# How do you balance this redox reaction using the oxidation number method? Fe2+(aq) + MnO4–(aq) --> Fe3+(aq) + Mn2+(aq)

Jul 8, 2014

WARNING: This is a long answer. The balanced equation is $\text{5Fe"^"2+" + "MnO"_4^"-" + "8H"^"+" → "5Fe"^"3+" + "Mn"^"2+" + "4H"_2"O}$.

#### Explanation:

You follow a series of steps in order:

1. Identify the oxidation number of every atom.
2. Determine the change in oxidation number for each atom that changes.
3. Make the total increase in oxidation number equal to the total decrease in oxidation number.
4. Place these numbers as coefficients in front of the formulas containing those atoms.
5. Balance all remaining atoms other than $\text{O}$ and $\text{H}$.
6. Balance $\text{O}$.
7. Balance $\text{H}$.
8. Check that atoms and charges balance.

Here's how it works.

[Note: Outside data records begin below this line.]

pub mod config;
pub mod docs;
pub mod error;
pub mod response;

pub mod database;
pub mod handlers;
pub mod models;
pub mod repositories;
pub mod routes;
pub mod storage;
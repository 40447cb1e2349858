use crate::database::Database;
use crate::error::AppResult;
use crate::models::{CreateShoppingRequest, ShoppingRequest, UpdateShoppingRequest};
use uuid::Uuid;

/// 购物请求数据访问层
#[derive(Clone)]
pub struct RequestRepository {
    db: Database,
}

impl RequestRepository {
    pub fn new(db: Database) -> Self {
        Self { db }
    }

    /// 创建购物请求
    pub async fn create(&self, request: CreateShoppingRequest) -> AppResult<ShoppingRequest> {
        let created = sqlx::query_as::<_, ShoppingRequest>(
            r#"
            INSERT INTO requests (request_id, shopify_user_id, query)
            VALUES ($1, $2, $3)
            RETURNING request_id, shopify_user_id, query, created_at, updated_at
            "#,
        )
        .bind(Uuid::new_v4())
        .bind(&request.shopify_user_id)
        .bind(&request.query)
        .fetch_one(self.db.pool())
        .await?;

        tracing::info!("创建购物请求成功: {}", created.request_id);
        Ok(created)
    }

    /// 列出全部购物请求（按创建时间倒序）
    pub async fn list(&self) -> AppResult<Vec<ShoppingRequest>> {
        let requests = sqlx::query_as::<_, ShoppingRequest>(
            r#"
            SELECT request_id, shopify_user_id, query, created_at, updated_at
            FROM requests
            ORDER BY created_at DESC
            "#,
        )
        .fetch_all(self.db.pool())
        .await?;

        Ok(requests)
    }

    /// 根据ID查询购物请求
    pub async fn find_by_id(&self, request_id: Uuid) -> AppResult<Option<ShoppingRequest>> {
        let request = sqlx::query_as::<_, ShoppingRequest>(
            r#"
            SELECT request_id, shopify_user_id, query, created_at, updated_at
            FROM requests
            WHERE request_id = $1
            "#,
        )
        .bind(request_id)
        .fetch_optional(self.db.pool())
        .await?;

        Ok(request)
    }

    /// 检查购物请求是否存在
    pub async fn exists(&self, request_id: Uuid) -> AppResult<bool> {
        let count = sqlx::query_scalar::<_, i64>(
            "SELECT COUNT(*) FROM requests WHERE request_id = $1",
        )
        .bind(request_id)
        .fetch_one(self.db.pool())
        .await?;

        Ok(count > 0)
    }

    /// 部分更新购物请求，返回更新后的行
    pub async fn update(
        &self,
        request_id: Uuid,
        update: UpdateShoppingRequest,
    ) -> AppResult<Option<ShoppingRequest>> {
        let updated = sqlx::query_as::<_, ShoppingRequest>(
            r#"
            UPDATE requests
            SET shopify_user_id = COALESCE($2, shopify_user_id),
                query = COALESCE($3, query),
                updated_at = CURRENT_TIMESTAMP
            WHERE request_id = $1
            RETURNING request_id, shopify_user_id, query, created_at, updated_at
            "#,
        )
        .bind(request_id)
        .bind(update.shopify_user_id)
        .bind(update.query)
        .fetch_optional(self.db.pool())
        .await?;

        Ok(updated)
    }

    /// 删除购物请求（购物车、标签、附件行级联删除）
    pub async fn delete(&self, request_id: Uuid) -> AppResult<bool> {
        let result = sqlx::query("DELETE FROM requests WHERE request_id = $1")
            .bind(request_id)
            .execute(self.db.pool())
            .await?;

        let deleted = result.rows_affected() > 0;
        if deleted {
            tracing::info!("删除购物请求成功: {}", request_id);
        }
        Ok(deleted)
    }
}
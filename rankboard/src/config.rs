//! Configuration loaded with figment
//!
//! Sources are merged in precedence order, later sources overriding earlier ones:
//! 1. Built-in defaults
//! 2. An optional configuration file (`.toml`, `.yaml`/`.yml`, or `.json`)
//! 3. Environment variables prefixed with `RANKBOARD_`

use crate::error::Result;
use chrono::Duration;
use figment::{
    providers::{Env, Format, Json, Serialized, Toml, Yaml},
    Figment,
};
use serde::{Deserialize, Serialize};
use std::path::Path;
use tracing::debug;

/// Prefix for environment variable overrides
pub const ENV_PREFIX: &str = "RANKBOARD_";

/// Runtime settings for a board client
#[derive(Debug, Clone, PartialEq, Serialize, Deserialize)]
#[serde(default)]
pub struct RankBoardConfig {
    /// Events buffered per notification subscriber before it starts lagging
    pub notification_capacity: usize,
    /// How long a notification stays active before `dismiss_expired` clears it
    pub notification_ttl_ms: u64,
}

impl Default for RankBoardConfig {
    fn default() -> Self {
        Self {
            notification_capacity: 64,
            notification_ttl_ms: 3000,
        }
    }
}

impl RankBoardConfig {
    /// Load from defaults and environment
    pub fn load() -> Result<Self> {
        Self::load_from(None)
    }

    /// Load from defaults, an optional file, and environment
    pub fn load_from(path: Option<&Path>) -> Result<Self> {
        let config: Self = Self::figment(path)?.extract()?;
        config.validate()?;
        debug!(?config, "loaded configuration");
        Ok(config)
    }

    fn figment(path: Option<&Path>) -> Result<Figment> {
        let mut figment = Figment::from(Serialized::defaults(Self::default()));
        if let Some(path) = path {
            let extension = path
                .extension()
                .and_then(|ext| ext.to_str())
                .map(str::to_ascii_lowercase);
            figment = match extension.as_deref() {
                Some("toml") => figment.merge(Toml::file(path)),
                Some("yaml") | Some("yml") => figment.merge(Yaml::file(path)),
                Some("json") => figment.merge(Json::file(path)),
                _ => {
                    return Err(figment::Error::from(format!(
                        "unsupported configuration format: {}",
                        path.display()
                    ))
                    .into())
                }
            };
        }
        Ok(figment.merge(Env::prefixed(ENV_PREFIX)))
    }

    fn validate(&self) -> Result<()> {
        if self.notification_capacity == 0 {
            return Err(figment::Error::from(
                "notification_capacity must be greater than zero".to_string(),
            )
            .into());
        }
        Ok(())
    }

    pub fn notification_ttl(&self) -> Duration {
        Duration::milliseconds(i64::try_from(self.notification_ttl_ms).unwrap_or(i64::MAX))
    }
}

Your unbalanced equation is

$\text{Fe"^"2+" + "MnO"_4^"-" → "Fe"^"3+" + "Mn"^"2+}$

1. Identify the oxidation number of every atom.

Left hand side: $\text{Fe = +2; Mn = +7; O = -2}$
Right hand side: $\text{Fe = +3; Mn = +2}$

2. Determine the change in oxidation number for each atom that changes.

$\text{Fe: +2 → +1; Change = +1}$
$\text{Mn: +7 → +2; Change = -5}$

3. Make the total increase in oxidation number equal to the total decrease in oxidation number.

We need 5 atoms of $\text{Fe}$ for every 1 atom of $\text{Mn}$. This gives us total changes of $\text{+5}$ and $\text{-5}$.

4. Place these numbers as coefficients in front of the formulas containing those atoms.

$\textcolor{red}{5} \text{Fe"^"2+" + color(red)(1)"MnO"_4^"-" → color(red)(5)"Fe"^"3+" + color(red)(1)"Mn"^"2+}$

5. Balance all remaining atoms other than $\text{H}$ and $\text{O}$.

Done.

6. Balance $\text{O.}$

Add enough $\text{H"_2"O}$ molecules to the deficient side to balance $\text{O}$.

We have 4 $\text{O}$ atoms on the left, so we need 4 $\text{H"_2"O}$ on the right.

$\textcolor{red}{5} \text{Fe"^"2+" + color(red)(1)"MnO"_4^"-" → color(red)(5)"Fe"^"3+" + color(red)(1)"Mn"^"2+" + color(blue)(4)"H"_2"O}$

7. Balance $\text{H}$.

Add enough $\text{H"^"+}$ ions to the deficient side to balance $\text{H}$.

We have 8 $\text{H}$ atoms on the right, so we need 8 $\text{H"^"+}$ on the left.

$\textcolor{red}{5} \text{Fe"^"2+" + color(red)(1)"MnO"_4^"-" + color(green)(8)"H"^"+" → color(red)(5)"Fe"^"3+" + color(red)(1)"Mn"^"2+" + color(blue)(4)"H"_2"O}$

8. Check that atoms and charges balance.

On the left: : $\text{5 Fe}$; $\text{1 Mn}$; $\text{8 H}$; $\text{4 O}$
On the right: $\text{5 Fe}$; $\text{1 Mn}$; $\text{8H}$; $\text{4 O}$

On the left: $\textcolor{w h i t e}{l l} \text{+10"color(white)(ll) "- 1 + 8 = +17}$
On the right: $\text{+15 + 2"color(white)(mm) = "+17}$

The balanced equation is

$\textcolor{red}{5} \text{Fe"^"2+" + color(red)(1)"MnO"_4^"-" + color(green)(8)"H"^"+" → color(red)(5)"Fe"^"3+" + color(red)(1)"Mn"^"2+" + color(blue)(4)"H"_2"O}$